The Misfits y el amor

No creo ser muy dado a la cursilería, o eso me gusta pensar. No obstante, hay cosas que es difícil expresar sin palabras que se han ido cargando de ñoñez y vaciando de su espíritu original, como amor. Y de eso es de lo que voy a hablar, de mi amor por “The Misfits” (Vidas rebeldes) que data de 1961. Amo a su director, John Huston, a su autor, Arthur Miller, y, por supuesto, a sus personajes y actores. Pero no me quedo ahí. Amo el argumento, las localizaciones, la atmósfera, la iluminación, la fotografía en blanco y negro, la gran idea de la agencia Magnum de enviar allí a Inge Morath y otros fotógrafos para seguir el rodaje y hasta amo la camioneta. Como veis es para mí más que una película de culto. No me gusta establecer rankings así que no voy a decir aquello tan manido de “mi película favorita”. Afortunadamente el cine es tan grande y variado que elegir eso es renunciar a mucho, cosa que no estoy dispuesto a hacer.

Misfits1No voy a destriparla y analizarla. Es aburrido para los que la conocen y cruel e injusto para los que no la hayan visto aún. Estos últimos deberían dejar de leer aquí, verla de inmediato y reengancharse al post. No sé si está tan encumbrada en la historia del cine como merece o como yo la tengo valorada, pero algo que partió como un vehículo para el lucimiento en un papel más dramático y de altura para romper la imagen frívola y tontorrona de la esposa de Miller, Marilyn, se convirtió en una de las cintas que mejor retratan el sentimiento de derrota vital de unos personajes grandiosos. Los cinco.

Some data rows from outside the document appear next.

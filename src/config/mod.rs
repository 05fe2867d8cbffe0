//! Service configuration from environment variables.

pub mod env;
pub mod validator;

pub use env::*;
pub use validator::*;
//! OpenAPI document with component schemas for the catalog DTOs.

use crate::models::{
    CreateEntitlement, CreateProduct, CreateResource, Entitlement, Product, Resource,
    UpdateEntitlement, UpdateProduct, UpdateResource,
};
use axum::{routing::get, Json, Router};
use utoipa::OpenApi;

#[derive(OpenApi)]
#[openapi(
    info(title = "Product services", description = "Products, entitlements and resources"),
    components(schemas(
        Product,
        CreateProduct,
        UpdateProduct,
        Entitlement,
        CreateEntitlement,
        UpdateEntitlement,
        Resource,
        CreateResource,
        UpdateResource
    )),
    tags((name = "products"), (name = "entitlements"), (name = "resources"))
)]
pub struct ApiDoc;

async fn openapi_json() -> Json<utoipa::openapi::OpenApi> {
    Json(ApiDoc::openapi())
}

/// GET /api-docs/openapi.json
pub fn openapi_routes() -> Router {
    Router::new().route("/api-docs/openapi.json", get(openapi_json))
}
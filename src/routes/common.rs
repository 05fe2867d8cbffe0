//! Common routes: health, readiness, version.

use crate::state::AppState;
use axum::{extract::State, http::StatusCode, routing::get, Json, Router};
use serde::Serialize;

#[derive(Serialize)]
struct HealthBody {
    status: &'static str,
}

#[derive(Serialize)]
struct ReadyBody {
    status: &'static str,
    #[serde(skip_serializing_if = "Option::is_none")]
    database: Option<&'static str>,
}

async fn health() -> Json<HealthBody> {
    Json(HealthBody { status: "ok" })
}

async fn ready(State(state): State<AppState>) -> Result<Json<ReadyBody>, (StatusCode, Json<ReadyBody>)> {
    if let Err(e) = sqlx::query("SELECT 1").fetch_optional(&state.pool).await {
        tracing::warn!(error = %e, "readiness check failed");
        return Err((
            StatusCode::SERVICE_UNAVAILABLE,
            Json(ReadyBody {
                status: "degraded",
                database: Some("unavailable"),
            }),
        ));
    }
    Ok(Json(ReadyBody {
        status: "ok",
        database: Some("ok"),
    }))
}

async fn version() -> Json<serde_json::Value> {
    Json(serde_json::json!({
        "name": env!("CARGO_PKG_NAME"),
        "version": env!("CARGO_PKG_VERSION")
    }))
}

/// GET /health, GET /ready (database ping), GET /version.
pub fn common_routes(state: AppState) -> Router {
    Router::new()
        .route("/health", get(health))
        .route("/ready", get(ready))
        .route("/version", get(version))
        .with_state(state)
}
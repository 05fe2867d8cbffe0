/// Separator between entity alias and column name in namespaced result columns
/// (`product_name`). Aliases must not contain it; column names may.
pub const ALIAS_SEPARATOR: char = '_';

#[derive(Clone, Copy, Debug, PartialEq, Eq)]
pub struct Column {
    pub name: &'static str,
    /// PostgreSQL type used to cast bound parameters (e.g. `int4[]`, `timestamptz`).
    pub pg_type: &'static str,
    /// Whether the database fills the column when an insert omits it.
    pub has_default: bool,
    /// Whether the column may be set through create/update.
    pub writable: bool,
}

impl Column {
    pub const fn writable(name: &'static str, pg_type: &'static str) -> Self {
        Column { name, pg_type, has_default: false, writable: true }
    }

    pub const fn writable_with_default(name: &'static str, pg_type: &'static str) -> Self {
        Column { name, pg_type, has_default: true, writable: true }
    }

    pub const fn managed(name: &'static str, pg_type: &'static str) -> Self {
        Column { name, pg_type, has_default: true, writable: false }
    }
}

/// Static description of one entity type. Its storage name is resolved through
/// [`TableNameCache`](super::TableNameCache), never read directly by the composer.
#[derive(Debug, PartialEq, Eq)]
pub struct EntityDescriptor {
    /// Query alias and namespace prefix, e.g. `product`.
    pub alias: &'static str,
    /// Unqualified table name, e.g. `products`. Also the collection name children hydrate into.
    pub table: &'static str,
    pub primary_key: &'static str,
    pub columns: &'static [Column],
    /// Column set on soft delete; rows with it non-null are invisible to reads.
    pub deleted_at: Option<&'static str>,
    /// Column bumped to `NOW()` on update.
    pub updated_at: Option<&'static str>,
}

impl EntityDescriptor {
    pub fn column(&self, name: &str) -> Option<&Column> {
        self.columns.iter().find(|c| c.name == name)
    }

    /// Name of the containment column on this entity that holds `child` ids.
    pub fn containment_column(&self, child: &EntityDescriptor) -> String {
        format!("{}{}ids", child.alias, ALIAS_SEPARATOR)
    }

    /// Display name used in NotFound messages.
    pub fn label(&self) -> &'static str {
        self.alias
    }
}
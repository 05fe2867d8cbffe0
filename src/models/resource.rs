use chrono::{DateTime, Utc};
use serde::{Deserialize, Serialize};
use utoipa::ToSchema;

#[derive(Clone, Debug, PartialEq, Serialize, Deserialize, ToSchema)]
pub struct Resource {
    pub id: i32,
    pub name: String,
    pub billable: bool,
    pub accepts_insurance: bool,
    pub created_at: DateTime<Utc>,
    pub updated_at: DateTime<Utc>,
    pub deleted_at: Option<DateTime<Utc>>,
}

#[derive(Clone, Debug, Serialize, Deserialize, ToSchema)]
#[serde(deny_unknown_fields)]
pub struct CreateResource {
    pub name: String,
    pub billable: bool,
    pub accepts_insurance: bool,
}

#[derive(Clone, Debug, Default, Serialize, Deserialize, ToSchema)]
#[serde(deny_unknown_fields)]
pub struct UpdateResource {
    #[serde(default, skip_serializing_if = "Option::is_none")]
    pub name: Option<String>,
    #[serde(default, skip_serializing_if = "Option::is_none")]
    pub billable: Option<bool>,
    #[serde(default, skip_serializing_if = "Option::is_none")]
    pub accepts_insurance: Option<bool>,
}
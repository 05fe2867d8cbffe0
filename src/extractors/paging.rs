//! Paging window from `?offset=&limit=`, clamped to the configured maximum limit.

use crate::error::AppError;
use crate::paging::Paging;
use crate::state::AppState;
use async_trait::async_trait;
use axum::{
    extract::{FromRequestParts, Query},
    http::request::Parts,
};
use serde::Deserialize;

#[derive(Deserialize)]
struct PagingParams {
    offset: Option<String>,
    limit: Option<String>,
}

/// Extractor for the paging window. Values that are missing, non-numeric or non-positive fall
/// back to offset 0 and the configured max limit.
#[derive(Clone, Copy, Debug, PartialEq, Eq)]
pub struct PagingRequest(pub Paging);

fn lenient(v: Option<String>) -> Option<i64> {
    v.and_then(|s| s.trim().parse().ok())
}

#[async_trait]
impl FromRequestParts<AppState> for PagingRequest {
    type Rejection = AppError;

    async fn from_request_parts(parts: &mut Parts, state: &AppState) -> Result<Self, Self::Rejection> {
        let Query(params) = Query::<PagingParams>::try_from_uri(&parts.uri)
            .map_err(|e| AppError::BadRequest(e.body_text()))?;
        Ok(PagingRequest(Paging::new(
            lenient(params.offset),
            lenient(params.limit),
            state.config.paging_max_limit,
        )))
    }
}
//! Product, entitlement and resource routes.
//! `/products/entitlements` is a static segment and takes precedence over `/products/:id`.

use crate::handlers::{entitlements, products, resources};
use crate::state::AppState;
use axum::{routing::get, Router};

pub fn catalog_routes(state: AppState) -> Router {
    Router::new()
        .route("/products", get(products::list).post(products::create))
        .route(
            "/products/entitlements",
            get(entitlements::list).post(entitlements::create),
        )
        .route(
            "/products/entitlements/:id",
            get(entitlements::read)
                .put(entitlements::update)
                .delete(entitlements::delete),
        )
        .route("/products/entitlements/:id/resources", get(entitlements::resources))
        .route(
            "/products/:id",
            get(products::read).put(products::update).delete(products::delete),
        )
        .route("/products/:id/entitlements", get(products::entitlements))
        .route("/resources", get(resources::list).post(resources::create))
        .route(
            "/resources/:id",
            get(resources::read).put(resources::update).delete(resources::delete),
        )
        .with_state(state)
}
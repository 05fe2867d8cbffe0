//! Per-repository memo of entity -> storage name.
//!
//! Resolution is deterministic for a given schema, so concurrent first calls may both run the
//! lookup; whichever insert lands first is kept and both callers observe the same value.

use super::descriptor::EntityDescriptor;
use std::collections::HashMap;
use std::sync::{Arc, RwLock};

/// Physical storage name of an entity.
#[derive(Clone, Debug, PartialEq, Eq)]
pub struct TableName {
    pub schema: String,
    pub table: String,
}

impl TableName {
    /// Quoted, schema-qualified name for SQL.
    pub fn qualified(&self) -> String {
        format!("{}.{}", quoted(&self.schema), quoted(&self.table))
    }
}

fn quoted(s: &str) -> String {
    format!("\"{}\"", s.replace('"', "\"\""))
}

/// Metadata lookup behind the cache.
pub trait TableNameSource: Send + Sync {
    fn lookup(&self, entity: &EntityDescriptor) -> TableName;
}

/// Places every entity table in one configured schema.
#[derive(Clone, Debug)]
pub struct SchemaTables {
    pub schema: String,
}

impl SchemaTables {
    pub fn new(schema: impl Into<String>) -> Self {
        SchemaTables { schema: schema.into() }
    }
}

impl TableNameSource for SchemaTables {
    fn lookup(&self, entity: &EntityDescriptor) -> TableName {
        TableName {
            schema: self.schema.clone(),
            table: entity.table.to_string(),
        }
    }
}

pub struct TableNameCache {
    source: Box<dyn TableNameSource>,
    names: RwLock<HashMap<&'static str, Arc<TableName>>>,
}

impl TableNameCache {
    pub fn new(source: impl TableNameSource + 'static) -> Self {
        TableNameCache {
            source: Box::new(source),
            names: RwLock::new(HashMap::new()),
        }
    }

    pub fn resolve(&self, entity: &EntityDescriptor) -> Arc<TableName> {
        if let Some(name) = self
            .names
            .read()
            .unwrap_or_else(|e| e.into_inner())
            .get(entity.alias)
        {
            return Arc::clone(name);
        }
        let resolved = Arc::new(self.source.lookup(entity));
        tracing::debug!(entity = entity.alias, table = %resolved.qualified(), "resolved table name");
        let mut names = self.names.write().unwrap_or_else(|e| e.into_inner());
        Arc::clone(names.entry(entity.alias).or_insert(resolved))
    }

    pub fn len(&self) -> usize {
        self.names.read().unwrap_or_else(|e| e.into_inner()).len()
    }

    pub fn is_empty(&self) -> bool {
        self.len() == 0
    }
}

impl std::fmt::Debug for TableNameCache {
    fn fmt(&self, f: &mut std::fmt::Formatter<'_>) -> std::fmt::Result {
        f.debug_struct("TableNameCache").field("cached", &self.len()).finish()
    }
}
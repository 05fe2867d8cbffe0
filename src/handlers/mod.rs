//! HTTP handlers for the catalog routes.

pub mod entitlements;
pub mod products;
pub mod resources;

use crate::case::value_keys_to_snake_case;
use crate::error::AppError;
use axum::extract::Query;
use axum::http::Uri;
use serde::de::DeserializeOwned;
use serde_json::Value;

fn parse_id(id_str: &str) -> Result<i64, AppError> {
    id_str
        .parse::<i64>()
        .ok()
        .filter(|id| *id > 0)
        .ok_or_else(|| AppError::BadRequest(format!("invalid id: {}", id_str)))
}

/// Decode the query string; malformed values are a 400 in the usual error envelope.
fn query_from<T: DeserializeOwned>(uri: &Uri) -> Result<T, AppError> {
    Query::<T>::try_from_uri(uri)
        .map(|Query(q)| q)
        .map_err(|e| AppError::BadRequest(e.body_text()))
}

/// Decode a request body whose keys may be camelCase or snake_case.
fn body_into<T: DeserializeOwned>(mut body: Value) -> Result<T, AppError> {
    if !body.is_object() {
        return Err(AppError::BadRequest("body must be a JSON object".into()));
    }
    value_keys_to_snake_case(&mut body);
    serde_json::from_value(body).map_err(|e| AppError::Validation(e.to_string()))
}
//! Route tables and the assembled application router.

mod catalog;
mod common;
mod openapi;

pub use catalog::catalog_routes;
pub use common::common_routes;
pub use openapi::{openapi_routes, ApiDoc};

use crate::state::AppState;
use axum::Router;
use tower_http::cors::CorsLayer;
use tower_http::limit::RequestBodyLimitLayer;

/// Prefix all catalog routes are nested under.
pub const API_PREFIX: &str = "/api/product-services";

/// Health/readiness/version at the root, catalog under [`API_PREFIX`], OpenAPI document.
pub fn app_router(state: AppState) -> Router {
    let body_limit = state.config.request_body_limit;
    let cors_enabled = state.config.cors_enabled;
    let router = Router::new()
        .merge(common_routes(state.clone()))
        .merge(openapi_routes())
        .nest(API_PREFIX, catalog_routes(state))
        .layer(RequestBodyLimitLayer::new(body_limit));
    if cors_enabled {
        router.layer(CorsLayer::permissive())
    } else {
        router
    }
}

El elenco, como sabéis, lo formaban Clark Gable, Marilyn Monroe, Montgomery Clift, Eli Wallach y Thelma Ritter. Cada uno cumple con su cuota de responsabilidad y se luce en esta historia de perdedores que hurga en los sentimientos, las esperanzas y las decepciones de todos ellos.Misfits2

Gable y Monroe, pareja poco creíble a priori, se hacen con el control en unas interpretaciones memorables y que fueron, sin que ellos lo supieran, sus últimos largometrajes. El fin de sus vidas y sus carreras. Legendarias por distintos motivos pero ambas imperecederas para la historia del cine. Por su parte a Montgomery Clift no le iba a ir mucho mejor y fallecería en 1966 con tres películas más en su filmografía.

Volviendo a la esencia, los paisajes de Nevada y la inmersión del espectador en la América profunda la convierten en documento de una época y unos estereotipos que tocaban a su fin. Las escenas del rodeo, el bar o la persecución de los caballos salvajes son muestra de ello.Misfits3

Como digo, no quiero profundizar mucho más, sólo recordar que, si se dejan al lado los prejuicios iniciales que en algunos puede despertar el reparto, no hay duda de que el goce cinematográfico está garantizado.

En el ínterin, Arthur Miller cambió de esposa, se divorció de Marilyn y se casó con Inge Morath con quien conviviría cincuenta años. Con todo, ya le había hecho un gran regalo: su mejor papel, Roslyn Taber.